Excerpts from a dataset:
◇ ◇ ◇

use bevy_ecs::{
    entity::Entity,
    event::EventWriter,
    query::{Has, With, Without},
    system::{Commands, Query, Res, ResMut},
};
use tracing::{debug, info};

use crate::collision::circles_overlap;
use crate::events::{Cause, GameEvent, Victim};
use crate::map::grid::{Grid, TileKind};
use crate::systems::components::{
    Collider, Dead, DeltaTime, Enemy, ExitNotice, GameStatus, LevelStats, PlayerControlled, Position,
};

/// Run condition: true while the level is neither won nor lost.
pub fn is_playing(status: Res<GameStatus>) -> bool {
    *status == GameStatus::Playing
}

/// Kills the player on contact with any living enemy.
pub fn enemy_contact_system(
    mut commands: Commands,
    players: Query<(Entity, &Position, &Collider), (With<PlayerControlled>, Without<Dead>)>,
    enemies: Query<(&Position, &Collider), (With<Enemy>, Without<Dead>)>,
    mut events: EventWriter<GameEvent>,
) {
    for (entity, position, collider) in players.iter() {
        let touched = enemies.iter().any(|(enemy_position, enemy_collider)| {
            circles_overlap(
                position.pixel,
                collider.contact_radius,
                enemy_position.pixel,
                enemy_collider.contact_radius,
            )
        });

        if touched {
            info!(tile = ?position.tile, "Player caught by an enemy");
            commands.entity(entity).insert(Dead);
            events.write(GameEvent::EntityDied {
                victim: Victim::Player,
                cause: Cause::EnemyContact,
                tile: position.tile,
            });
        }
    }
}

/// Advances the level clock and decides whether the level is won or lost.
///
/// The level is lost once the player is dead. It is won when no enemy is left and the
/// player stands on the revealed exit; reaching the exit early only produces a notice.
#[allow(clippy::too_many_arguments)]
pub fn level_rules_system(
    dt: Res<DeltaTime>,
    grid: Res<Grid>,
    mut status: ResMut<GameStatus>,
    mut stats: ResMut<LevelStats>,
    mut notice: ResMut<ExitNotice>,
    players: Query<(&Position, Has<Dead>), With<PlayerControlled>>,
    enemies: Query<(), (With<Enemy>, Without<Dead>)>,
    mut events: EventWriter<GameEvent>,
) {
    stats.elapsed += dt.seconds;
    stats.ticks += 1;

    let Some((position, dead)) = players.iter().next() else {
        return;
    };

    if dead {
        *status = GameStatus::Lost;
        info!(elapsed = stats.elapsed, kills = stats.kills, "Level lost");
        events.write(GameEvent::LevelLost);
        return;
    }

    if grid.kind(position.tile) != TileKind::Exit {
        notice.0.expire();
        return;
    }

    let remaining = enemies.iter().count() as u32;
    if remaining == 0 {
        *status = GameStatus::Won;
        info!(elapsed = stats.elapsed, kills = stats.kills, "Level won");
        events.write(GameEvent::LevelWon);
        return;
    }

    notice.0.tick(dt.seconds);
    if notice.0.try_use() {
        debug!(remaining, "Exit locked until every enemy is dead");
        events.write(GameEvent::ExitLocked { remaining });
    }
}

◇ ◇ ◇

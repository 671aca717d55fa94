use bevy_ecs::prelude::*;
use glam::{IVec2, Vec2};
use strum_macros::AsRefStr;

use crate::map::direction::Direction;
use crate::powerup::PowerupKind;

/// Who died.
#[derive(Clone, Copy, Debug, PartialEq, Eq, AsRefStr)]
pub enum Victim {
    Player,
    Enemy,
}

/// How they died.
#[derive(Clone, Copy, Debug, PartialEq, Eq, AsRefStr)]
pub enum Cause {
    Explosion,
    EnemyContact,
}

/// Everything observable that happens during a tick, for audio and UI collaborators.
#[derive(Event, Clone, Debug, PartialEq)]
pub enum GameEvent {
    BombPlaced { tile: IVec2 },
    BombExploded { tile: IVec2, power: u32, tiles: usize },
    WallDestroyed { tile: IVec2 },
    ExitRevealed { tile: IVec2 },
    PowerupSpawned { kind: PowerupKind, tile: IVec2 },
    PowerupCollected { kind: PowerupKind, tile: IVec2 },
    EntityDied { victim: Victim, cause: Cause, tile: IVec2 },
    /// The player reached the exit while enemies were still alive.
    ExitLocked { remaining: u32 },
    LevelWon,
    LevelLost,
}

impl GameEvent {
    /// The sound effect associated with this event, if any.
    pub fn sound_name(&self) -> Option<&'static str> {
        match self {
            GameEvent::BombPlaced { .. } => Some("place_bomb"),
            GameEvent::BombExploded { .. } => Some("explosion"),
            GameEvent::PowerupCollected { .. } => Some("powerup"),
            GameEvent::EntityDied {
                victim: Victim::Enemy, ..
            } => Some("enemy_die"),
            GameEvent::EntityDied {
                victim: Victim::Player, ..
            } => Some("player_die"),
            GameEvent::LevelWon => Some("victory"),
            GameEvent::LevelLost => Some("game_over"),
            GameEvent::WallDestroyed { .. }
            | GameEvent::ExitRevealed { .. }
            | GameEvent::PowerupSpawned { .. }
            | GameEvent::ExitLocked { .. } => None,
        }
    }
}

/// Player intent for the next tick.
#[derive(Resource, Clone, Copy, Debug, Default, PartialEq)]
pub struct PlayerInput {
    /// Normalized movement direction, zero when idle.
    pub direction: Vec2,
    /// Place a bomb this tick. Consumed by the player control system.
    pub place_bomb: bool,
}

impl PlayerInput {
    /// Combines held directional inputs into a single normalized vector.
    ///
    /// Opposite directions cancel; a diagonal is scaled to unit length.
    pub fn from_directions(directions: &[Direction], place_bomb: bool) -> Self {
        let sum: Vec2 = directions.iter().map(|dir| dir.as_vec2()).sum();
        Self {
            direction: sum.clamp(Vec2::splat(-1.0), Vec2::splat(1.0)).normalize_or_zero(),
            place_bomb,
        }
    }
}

◇ ◇ ◇

What you need to do = Show me every line in the data above that includes "GameStatus".

Expected answer =
    Collider, Dead, DeltaTime, Enemy, ExitNotice, GameStatus, LevelStats, PlayerControlled, Position,
pub fn is_playing(status: Res<GameStatus>) -> bool {
    *status == GameStatus::Playing
    mut status: ResMut<GameStatus>,
        *status = GameStatus::Lost;
        *status = GameStatus::Won;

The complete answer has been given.